Bone remains one of the most common anatomic sites for cancer metastases, and the limited therapeutic options aggravate cancer-related morbidity and mortality in multiple malignancies. The covalent conjugation of the amino-bisphosphonate alendronate (ale) with the antimetabolite 5-fluoro-2'-desoxyuridine (5-FdU) results in N(4)-(butyl-(4-hydroxy-4-phosphono)phosphate)-5-fluoro-2'-desoxyuridine (5-FdU-alendronat, 5-FdU-ale), an effective, novel bone-targeting duplex drug directed against skeletal cancer manifestations. In vitro cytotoxicity of ale, 5-FdU or 5-FdU-ale was measured with Alamar Blue and MUH cell viability assays in 14 malignant melanoma, multiple myeloma, bone marrow-derived stromal cell and osteoblast-like cell lines.

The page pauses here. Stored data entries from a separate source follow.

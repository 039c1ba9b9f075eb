//! game_session_rust - Runs moderation-simulator sessions against the game backend

pub mod config;
pub mod controller;
pub mod rewards;
pub mod timers;
pub mod types;

pub use config::ServiceConfig;
pub use controller::{Collaborators, SessionController, SessionHandle};
pub use rewards::RewardLedger;
pub use types::{SessionCommand, SessionReport, SessionSnapshot};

In vivo toxicity was evaluated using the chicken embryo assay and evaluation of nephrotoxicity and the systemic toxicity in Balb/c nude mice. The effect of 5-FdU-ale on osteoclast was evaluated with Balb/c nude mice in a metastatic breast cancer mouse model. A cell line-specific, dose-related cytotoxicity was observed for 5-FdU-ale in all cancer cell lines tested, which was significantly less toxic than 5-FdU alone when compared to the benign osteoblasts or stromal cells. The embryotoxicity of 5-FdU-ale was significantly less than that of the parental drugs alendronate or 5-FdU. 5-FdU-ale showed no signs of unwanted side effects, weight loss or nephrotoxicity in mice. In a bone metastasis mouse model, 5-FdU-ale reduced the number of tumor-associated osteoclasts. The coupling of an amino-bisphosphonate with an antimetabolite via an N-alkyl-bonding offers a new strategy for the preparation of amino-bisphosphonates conjugates with a cancer cell-specific, efficacious cytotoxic bone-targeting potential along with a reduced systemic toxicity. The innovative duplex drug 5-FdU-ale therefore warrants further clinical investigation.